Items listed in a dataset:

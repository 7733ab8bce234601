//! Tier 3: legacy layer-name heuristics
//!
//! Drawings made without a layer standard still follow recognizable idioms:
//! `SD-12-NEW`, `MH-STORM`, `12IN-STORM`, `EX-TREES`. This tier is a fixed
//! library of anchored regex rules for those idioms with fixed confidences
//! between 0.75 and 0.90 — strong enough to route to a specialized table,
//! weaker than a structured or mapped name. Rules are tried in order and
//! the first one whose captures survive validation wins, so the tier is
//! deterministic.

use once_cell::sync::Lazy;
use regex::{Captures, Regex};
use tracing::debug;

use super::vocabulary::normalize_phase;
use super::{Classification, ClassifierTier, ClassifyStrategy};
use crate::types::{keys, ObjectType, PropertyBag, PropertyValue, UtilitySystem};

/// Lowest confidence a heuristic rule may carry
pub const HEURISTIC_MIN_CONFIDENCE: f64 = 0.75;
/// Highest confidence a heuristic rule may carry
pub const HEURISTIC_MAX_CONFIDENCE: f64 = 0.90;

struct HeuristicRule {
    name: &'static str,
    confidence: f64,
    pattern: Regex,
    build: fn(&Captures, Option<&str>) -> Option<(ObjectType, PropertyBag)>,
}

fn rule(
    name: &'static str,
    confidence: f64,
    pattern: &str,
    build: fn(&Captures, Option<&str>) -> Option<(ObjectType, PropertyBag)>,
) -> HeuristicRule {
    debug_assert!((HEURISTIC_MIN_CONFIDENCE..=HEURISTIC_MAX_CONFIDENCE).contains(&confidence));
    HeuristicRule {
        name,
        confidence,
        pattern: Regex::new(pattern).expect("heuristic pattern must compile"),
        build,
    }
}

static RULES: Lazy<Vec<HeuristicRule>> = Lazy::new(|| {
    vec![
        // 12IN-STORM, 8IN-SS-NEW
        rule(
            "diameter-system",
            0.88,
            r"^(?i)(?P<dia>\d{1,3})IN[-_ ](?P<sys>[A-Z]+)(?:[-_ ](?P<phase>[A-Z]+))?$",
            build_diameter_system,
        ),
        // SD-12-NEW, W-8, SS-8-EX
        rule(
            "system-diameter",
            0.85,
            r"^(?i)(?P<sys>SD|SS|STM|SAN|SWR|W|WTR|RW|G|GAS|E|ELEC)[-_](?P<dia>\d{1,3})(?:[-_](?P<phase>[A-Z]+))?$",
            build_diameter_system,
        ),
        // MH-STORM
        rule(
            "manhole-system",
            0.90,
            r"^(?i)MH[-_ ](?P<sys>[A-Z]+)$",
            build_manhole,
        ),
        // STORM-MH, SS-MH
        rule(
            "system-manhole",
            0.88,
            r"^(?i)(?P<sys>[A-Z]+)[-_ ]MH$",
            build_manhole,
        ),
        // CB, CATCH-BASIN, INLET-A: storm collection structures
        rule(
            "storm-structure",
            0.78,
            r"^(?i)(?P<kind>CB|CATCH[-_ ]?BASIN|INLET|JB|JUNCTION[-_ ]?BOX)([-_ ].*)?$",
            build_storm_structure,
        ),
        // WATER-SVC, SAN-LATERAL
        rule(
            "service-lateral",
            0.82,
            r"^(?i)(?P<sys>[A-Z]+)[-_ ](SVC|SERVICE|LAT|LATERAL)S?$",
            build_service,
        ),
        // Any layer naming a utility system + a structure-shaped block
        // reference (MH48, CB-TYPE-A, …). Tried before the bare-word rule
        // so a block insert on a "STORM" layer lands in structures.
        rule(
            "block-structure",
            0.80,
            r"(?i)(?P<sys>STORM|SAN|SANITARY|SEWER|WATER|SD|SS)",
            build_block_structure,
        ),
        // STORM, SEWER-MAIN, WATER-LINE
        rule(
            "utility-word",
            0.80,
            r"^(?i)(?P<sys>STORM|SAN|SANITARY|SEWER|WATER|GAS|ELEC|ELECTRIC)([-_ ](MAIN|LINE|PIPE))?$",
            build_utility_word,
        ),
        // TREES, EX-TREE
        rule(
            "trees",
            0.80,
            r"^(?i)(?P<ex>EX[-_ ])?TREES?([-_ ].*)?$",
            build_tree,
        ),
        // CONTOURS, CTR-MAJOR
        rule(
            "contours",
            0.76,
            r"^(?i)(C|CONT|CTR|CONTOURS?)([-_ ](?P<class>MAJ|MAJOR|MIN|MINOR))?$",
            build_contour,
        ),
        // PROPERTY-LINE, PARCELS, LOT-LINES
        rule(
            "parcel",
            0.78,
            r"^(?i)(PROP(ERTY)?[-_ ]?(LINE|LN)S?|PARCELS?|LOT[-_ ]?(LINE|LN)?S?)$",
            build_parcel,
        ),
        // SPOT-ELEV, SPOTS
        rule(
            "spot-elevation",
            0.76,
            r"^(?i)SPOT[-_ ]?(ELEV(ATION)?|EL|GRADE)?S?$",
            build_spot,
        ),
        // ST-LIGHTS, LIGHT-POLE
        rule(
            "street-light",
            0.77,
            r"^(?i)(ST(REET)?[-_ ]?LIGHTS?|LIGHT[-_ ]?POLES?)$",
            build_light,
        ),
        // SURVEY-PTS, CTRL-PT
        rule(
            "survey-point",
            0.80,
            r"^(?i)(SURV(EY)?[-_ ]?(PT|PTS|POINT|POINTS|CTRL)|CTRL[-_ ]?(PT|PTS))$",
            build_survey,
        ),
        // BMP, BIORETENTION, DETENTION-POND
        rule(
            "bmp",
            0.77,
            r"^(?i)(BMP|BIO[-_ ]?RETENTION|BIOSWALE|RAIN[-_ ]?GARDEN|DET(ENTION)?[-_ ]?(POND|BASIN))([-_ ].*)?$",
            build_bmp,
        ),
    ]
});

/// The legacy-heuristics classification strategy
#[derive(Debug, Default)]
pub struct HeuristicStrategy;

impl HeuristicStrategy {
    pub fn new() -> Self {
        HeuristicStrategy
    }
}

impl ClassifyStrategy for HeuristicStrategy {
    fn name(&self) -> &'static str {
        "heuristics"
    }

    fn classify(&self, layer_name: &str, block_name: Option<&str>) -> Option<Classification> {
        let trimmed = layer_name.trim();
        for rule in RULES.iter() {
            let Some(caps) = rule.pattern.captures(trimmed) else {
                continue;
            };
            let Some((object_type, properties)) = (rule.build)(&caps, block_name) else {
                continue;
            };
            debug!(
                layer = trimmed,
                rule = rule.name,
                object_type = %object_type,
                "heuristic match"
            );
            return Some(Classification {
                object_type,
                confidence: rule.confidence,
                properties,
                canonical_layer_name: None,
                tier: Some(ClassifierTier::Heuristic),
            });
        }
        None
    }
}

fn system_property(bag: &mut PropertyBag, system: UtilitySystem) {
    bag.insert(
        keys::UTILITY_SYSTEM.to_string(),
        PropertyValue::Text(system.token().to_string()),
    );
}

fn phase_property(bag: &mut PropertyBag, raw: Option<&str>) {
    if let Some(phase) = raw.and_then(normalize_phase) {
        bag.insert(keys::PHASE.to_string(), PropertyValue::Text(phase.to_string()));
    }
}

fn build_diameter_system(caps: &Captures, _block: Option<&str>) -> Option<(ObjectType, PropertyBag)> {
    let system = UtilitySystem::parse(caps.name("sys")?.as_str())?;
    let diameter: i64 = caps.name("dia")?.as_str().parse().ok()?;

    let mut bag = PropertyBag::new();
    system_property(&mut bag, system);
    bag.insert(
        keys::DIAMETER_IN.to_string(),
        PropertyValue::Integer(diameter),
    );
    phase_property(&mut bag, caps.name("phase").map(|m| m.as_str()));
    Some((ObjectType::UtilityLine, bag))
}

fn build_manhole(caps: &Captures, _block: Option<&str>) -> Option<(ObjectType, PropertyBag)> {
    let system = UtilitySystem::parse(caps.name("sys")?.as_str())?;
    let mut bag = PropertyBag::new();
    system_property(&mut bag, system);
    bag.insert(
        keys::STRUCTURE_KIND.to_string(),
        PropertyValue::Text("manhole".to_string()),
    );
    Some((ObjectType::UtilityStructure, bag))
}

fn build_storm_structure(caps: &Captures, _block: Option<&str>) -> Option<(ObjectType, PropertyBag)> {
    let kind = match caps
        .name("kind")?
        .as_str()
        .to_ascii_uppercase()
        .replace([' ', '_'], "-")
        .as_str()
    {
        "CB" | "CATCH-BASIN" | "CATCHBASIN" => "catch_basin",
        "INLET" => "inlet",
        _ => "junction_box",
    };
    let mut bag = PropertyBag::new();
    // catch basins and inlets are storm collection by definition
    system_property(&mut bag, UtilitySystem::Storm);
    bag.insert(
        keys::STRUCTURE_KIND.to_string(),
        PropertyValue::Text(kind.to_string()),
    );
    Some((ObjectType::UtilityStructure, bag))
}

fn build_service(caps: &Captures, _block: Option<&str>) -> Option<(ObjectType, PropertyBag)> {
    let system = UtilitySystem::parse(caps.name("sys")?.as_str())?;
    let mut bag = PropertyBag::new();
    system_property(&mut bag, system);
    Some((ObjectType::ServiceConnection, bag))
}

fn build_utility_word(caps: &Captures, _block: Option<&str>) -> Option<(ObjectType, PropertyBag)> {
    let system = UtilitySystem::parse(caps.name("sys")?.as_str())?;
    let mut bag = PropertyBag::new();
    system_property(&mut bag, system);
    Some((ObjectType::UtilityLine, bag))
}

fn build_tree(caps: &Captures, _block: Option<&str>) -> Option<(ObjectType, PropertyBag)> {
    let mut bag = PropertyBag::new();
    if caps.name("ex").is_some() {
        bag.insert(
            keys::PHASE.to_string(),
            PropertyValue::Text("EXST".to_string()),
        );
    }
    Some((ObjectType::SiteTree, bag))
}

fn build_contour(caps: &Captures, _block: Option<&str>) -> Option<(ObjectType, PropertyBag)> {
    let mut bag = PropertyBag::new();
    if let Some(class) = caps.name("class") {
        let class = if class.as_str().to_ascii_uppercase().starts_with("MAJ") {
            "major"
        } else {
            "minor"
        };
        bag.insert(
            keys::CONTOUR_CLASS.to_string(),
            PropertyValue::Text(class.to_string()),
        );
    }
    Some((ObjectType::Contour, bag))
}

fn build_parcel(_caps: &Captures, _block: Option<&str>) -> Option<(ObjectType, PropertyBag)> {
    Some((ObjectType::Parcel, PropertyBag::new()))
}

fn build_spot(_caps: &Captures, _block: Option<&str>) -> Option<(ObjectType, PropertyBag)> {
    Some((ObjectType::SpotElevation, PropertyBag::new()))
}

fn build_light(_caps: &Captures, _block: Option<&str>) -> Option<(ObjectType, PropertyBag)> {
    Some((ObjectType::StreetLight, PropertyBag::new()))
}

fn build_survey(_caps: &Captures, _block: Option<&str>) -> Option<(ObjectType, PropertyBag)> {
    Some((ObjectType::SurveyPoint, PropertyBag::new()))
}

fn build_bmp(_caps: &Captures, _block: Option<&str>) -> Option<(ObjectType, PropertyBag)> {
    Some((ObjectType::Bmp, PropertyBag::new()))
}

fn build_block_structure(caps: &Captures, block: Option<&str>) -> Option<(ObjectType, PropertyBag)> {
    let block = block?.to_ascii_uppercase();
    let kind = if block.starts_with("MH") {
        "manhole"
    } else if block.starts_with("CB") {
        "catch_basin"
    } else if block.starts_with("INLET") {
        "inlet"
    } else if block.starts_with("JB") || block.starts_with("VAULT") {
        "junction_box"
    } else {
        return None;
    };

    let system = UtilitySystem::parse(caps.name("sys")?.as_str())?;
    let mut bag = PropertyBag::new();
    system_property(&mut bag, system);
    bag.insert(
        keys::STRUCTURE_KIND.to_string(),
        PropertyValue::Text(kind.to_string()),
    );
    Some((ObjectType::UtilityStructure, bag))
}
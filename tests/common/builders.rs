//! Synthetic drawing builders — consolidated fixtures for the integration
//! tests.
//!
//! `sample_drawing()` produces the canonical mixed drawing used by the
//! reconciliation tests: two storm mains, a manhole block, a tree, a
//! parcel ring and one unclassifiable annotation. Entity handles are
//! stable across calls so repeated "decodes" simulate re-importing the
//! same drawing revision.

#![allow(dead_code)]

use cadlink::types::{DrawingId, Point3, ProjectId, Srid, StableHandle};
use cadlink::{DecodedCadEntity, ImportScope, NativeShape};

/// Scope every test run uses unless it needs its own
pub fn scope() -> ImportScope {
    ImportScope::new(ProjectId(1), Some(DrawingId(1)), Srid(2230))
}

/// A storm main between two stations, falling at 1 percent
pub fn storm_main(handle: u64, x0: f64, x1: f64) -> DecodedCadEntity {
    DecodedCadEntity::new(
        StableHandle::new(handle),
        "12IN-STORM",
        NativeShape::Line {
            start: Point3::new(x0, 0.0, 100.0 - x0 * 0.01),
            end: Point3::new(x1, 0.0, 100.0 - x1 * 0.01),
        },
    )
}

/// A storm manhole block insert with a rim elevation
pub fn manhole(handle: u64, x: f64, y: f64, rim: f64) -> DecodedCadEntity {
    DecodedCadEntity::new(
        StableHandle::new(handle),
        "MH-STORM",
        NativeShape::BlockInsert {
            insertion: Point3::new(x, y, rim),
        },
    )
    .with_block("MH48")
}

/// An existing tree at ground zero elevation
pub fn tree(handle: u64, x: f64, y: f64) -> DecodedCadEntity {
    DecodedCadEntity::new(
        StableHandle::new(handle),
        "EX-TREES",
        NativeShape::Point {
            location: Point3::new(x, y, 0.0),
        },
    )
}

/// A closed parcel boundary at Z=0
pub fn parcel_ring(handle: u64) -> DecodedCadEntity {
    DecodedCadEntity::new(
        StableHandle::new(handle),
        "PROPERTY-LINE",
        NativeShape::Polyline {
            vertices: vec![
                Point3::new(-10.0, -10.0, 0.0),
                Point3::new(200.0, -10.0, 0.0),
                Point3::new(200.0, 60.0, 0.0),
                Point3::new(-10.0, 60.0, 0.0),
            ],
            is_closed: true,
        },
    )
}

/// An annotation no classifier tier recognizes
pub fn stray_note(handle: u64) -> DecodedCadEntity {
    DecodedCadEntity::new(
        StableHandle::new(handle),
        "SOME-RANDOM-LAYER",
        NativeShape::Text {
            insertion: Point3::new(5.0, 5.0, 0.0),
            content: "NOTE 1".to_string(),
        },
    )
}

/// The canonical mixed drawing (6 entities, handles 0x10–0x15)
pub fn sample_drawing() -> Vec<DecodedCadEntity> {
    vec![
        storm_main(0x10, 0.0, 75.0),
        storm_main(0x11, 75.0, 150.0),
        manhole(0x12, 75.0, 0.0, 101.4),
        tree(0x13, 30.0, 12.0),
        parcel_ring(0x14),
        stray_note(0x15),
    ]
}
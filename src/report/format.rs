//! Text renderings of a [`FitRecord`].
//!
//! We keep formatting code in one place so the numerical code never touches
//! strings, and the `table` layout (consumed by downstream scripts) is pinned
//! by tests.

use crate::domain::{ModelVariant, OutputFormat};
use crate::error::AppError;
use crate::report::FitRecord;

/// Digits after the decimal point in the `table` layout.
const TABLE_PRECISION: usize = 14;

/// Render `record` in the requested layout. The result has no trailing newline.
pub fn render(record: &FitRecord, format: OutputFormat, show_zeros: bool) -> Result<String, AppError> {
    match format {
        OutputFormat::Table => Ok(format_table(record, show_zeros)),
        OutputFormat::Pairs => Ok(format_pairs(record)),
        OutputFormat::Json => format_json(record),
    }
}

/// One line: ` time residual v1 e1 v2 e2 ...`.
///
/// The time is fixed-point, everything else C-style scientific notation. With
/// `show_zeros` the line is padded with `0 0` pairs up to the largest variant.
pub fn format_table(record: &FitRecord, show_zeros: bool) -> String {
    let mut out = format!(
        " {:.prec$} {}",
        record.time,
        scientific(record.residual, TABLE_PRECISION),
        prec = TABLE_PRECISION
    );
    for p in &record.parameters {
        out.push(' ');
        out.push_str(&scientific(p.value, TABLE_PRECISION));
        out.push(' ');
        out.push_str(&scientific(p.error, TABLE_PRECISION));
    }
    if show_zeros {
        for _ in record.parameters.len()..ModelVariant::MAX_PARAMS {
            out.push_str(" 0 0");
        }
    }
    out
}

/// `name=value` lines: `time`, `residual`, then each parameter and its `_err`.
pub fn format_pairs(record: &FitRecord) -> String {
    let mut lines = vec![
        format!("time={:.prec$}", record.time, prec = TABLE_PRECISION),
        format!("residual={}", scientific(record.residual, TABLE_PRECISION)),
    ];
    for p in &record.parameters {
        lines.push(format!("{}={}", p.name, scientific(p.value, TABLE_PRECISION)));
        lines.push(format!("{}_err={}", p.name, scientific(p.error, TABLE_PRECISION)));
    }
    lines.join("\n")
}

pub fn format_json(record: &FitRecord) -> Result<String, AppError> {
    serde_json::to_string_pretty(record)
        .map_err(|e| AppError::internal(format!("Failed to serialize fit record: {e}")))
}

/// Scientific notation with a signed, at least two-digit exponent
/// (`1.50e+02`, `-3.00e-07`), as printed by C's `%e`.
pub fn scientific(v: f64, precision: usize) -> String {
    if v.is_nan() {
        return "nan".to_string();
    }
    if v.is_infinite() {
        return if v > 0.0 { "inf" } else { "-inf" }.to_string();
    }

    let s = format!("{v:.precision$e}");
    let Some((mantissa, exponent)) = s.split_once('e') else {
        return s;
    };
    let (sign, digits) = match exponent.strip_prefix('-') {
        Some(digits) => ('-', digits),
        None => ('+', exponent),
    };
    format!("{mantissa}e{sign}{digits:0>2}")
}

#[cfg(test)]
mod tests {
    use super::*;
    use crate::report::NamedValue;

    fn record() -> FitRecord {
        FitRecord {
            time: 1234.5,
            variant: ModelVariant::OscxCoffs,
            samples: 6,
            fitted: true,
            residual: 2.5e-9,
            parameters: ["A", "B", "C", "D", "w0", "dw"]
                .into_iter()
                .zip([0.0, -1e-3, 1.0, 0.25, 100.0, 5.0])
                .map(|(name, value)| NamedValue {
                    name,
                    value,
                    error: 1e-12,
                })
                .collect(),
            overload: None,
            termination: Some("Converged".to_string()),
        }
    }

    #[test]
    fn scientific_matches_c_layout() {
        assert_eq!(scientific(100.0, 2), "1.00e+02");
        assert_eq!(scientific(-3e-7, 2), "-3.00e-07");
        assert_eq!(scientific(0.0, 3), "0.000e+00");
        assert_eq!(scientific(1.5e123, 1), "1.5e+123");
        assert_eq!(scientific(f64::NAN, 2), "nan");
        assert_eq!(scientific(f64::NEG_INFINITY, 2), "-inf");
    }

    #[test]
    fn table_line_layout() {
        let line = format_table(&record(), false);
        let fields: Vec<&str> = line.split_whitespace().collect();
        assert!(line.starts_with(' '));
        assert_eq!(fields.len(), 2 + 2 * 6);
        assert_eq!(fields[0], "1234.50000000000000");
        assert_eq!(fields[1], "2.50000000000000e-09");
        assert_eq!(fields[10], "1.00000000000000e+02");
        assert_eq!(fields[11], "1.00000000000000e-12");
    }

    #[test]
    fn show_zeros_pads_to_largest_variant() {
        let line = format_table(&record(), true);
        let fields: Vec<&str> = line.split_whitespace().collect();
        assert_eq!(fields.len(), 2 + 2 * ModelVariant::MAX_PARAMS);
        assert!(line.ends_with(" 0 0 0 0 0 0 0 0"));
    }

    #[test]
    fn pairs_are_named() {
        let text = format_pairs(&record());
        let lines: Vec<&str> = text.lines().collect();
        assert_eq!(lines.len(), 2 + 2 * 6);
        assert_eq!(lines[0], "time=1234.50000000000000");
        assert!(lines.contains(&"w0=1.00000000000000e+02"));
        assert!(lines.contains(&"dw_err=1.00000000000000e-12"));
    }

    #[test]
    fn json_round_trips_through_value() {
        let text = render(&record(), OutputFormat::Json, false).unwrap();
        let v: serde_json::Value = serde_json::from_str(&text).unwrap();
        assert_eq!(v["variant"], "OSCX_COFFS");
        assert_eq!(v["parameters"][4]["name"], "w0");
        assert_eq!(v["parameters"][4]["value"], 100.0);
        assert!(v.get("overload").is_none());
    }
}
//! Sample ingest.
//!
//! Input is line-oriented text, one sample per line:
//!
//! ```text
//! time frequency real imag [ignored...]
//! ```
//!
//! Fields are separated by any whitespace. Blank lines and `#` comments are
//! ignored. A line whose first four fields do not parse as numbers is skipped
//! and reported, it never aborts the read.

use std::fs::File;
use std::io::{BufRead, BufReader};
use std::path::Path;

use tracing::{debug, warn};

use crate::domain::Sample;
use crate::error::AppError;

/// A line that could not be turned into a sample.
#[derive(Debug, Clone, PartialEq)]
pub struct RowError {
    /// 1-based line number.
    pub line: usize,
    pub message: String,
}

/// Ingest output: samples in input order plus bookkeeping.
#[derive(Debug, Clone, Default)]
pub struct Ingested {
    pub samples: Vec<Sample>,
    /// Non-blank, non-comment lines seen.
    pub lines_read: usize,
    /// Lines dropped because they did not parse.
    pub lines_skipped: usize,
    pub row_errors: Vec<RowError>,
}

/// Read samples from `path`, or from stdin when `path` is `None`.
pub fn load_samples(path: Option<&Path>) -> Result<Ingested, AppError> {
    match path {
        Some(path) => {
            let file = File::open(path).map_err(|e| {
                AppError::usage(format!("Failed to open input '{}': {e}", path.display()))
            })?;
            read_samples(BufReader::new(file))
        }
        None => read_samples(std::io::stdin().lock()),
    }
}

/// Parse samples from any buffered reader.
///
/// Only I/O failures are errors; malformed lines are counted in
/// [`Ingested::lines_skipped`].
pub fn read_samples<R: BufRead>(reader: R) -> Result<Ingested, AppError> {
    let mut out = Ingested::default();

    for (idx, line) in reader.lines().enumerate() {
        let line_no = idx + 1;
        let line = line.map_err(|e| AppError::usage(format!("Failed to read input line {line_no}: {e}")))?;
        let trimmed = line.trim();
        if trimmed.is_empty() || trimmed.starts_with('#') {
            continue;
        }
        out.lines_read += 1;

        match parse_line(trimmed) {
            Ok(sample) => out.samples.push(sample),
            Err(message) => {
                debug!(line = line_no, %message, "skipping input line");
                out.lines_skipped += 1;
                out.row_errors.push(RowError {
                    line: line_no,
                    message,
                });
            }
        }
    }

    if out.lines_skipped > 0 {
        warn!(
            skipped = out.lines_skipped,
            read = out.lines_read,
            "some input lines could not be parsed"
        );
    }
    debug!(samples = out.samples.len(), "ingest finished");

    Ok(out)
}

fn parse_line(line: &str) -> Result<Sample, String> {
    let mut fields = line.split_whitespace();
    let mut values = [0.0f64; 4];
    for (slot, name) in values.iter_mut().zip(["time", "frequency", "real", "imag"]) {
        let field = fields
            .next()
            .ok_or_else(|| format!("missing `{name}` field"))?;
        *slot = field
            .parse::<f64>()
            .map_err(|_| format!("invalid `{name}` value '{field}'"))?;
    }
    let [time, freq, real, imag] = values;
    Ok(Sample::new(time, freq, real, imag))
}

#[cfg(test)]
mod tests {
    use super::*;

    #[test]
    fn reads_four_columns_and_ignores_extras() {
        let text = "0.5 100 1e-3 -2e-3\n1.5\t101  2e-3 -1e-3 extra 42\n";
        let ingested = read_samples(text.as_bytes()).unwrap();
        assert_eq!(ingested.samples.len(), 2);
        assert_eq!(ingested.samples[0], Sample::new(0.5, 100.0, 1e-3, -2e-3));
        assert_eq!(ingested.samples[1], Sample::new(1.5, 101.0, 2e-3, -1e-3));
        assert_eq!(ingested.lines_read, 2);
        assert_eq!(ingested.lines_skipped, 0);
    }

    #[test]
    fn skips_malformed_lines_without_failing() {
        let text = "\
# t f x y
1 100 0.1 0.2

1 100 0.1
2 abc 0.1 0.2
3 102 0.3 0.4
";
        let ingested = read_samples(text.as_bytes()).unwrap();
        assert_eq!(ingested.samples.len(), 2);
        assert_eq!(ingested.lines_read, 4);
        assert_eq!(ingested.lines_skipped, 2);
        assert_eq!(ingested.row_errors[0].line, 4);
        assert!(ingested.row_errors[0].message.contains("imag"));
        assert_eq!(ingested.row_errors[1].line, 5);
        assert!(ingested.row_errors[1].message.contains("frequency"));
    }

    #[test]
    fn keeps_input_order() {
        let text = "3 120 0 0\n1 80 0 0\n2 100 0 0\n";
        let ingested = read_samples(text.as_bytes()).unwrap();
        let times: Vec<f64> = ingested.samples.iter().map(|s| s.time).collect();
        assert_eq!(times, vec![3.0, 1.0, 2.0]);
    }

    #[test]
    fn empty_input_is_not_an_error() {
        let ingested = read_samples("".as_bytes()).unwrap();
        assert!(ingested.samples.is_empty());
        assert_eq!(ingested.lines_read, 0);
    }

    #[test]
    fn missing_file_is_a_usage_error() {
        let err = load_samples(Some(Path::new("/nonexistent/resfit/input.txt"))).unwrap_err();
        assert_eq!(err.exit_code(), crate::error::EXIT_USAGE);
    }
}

Activity: Lines from the entries that contain the string "bool" must be found and copied.

Exercise output:
pub fn render(record: &FitRecord, format: OutputFormat, show_zeros: bool) -> Result<String, AppError> {
pub fn format_table(record: &FitRecord, show_zeros: bool) -> String {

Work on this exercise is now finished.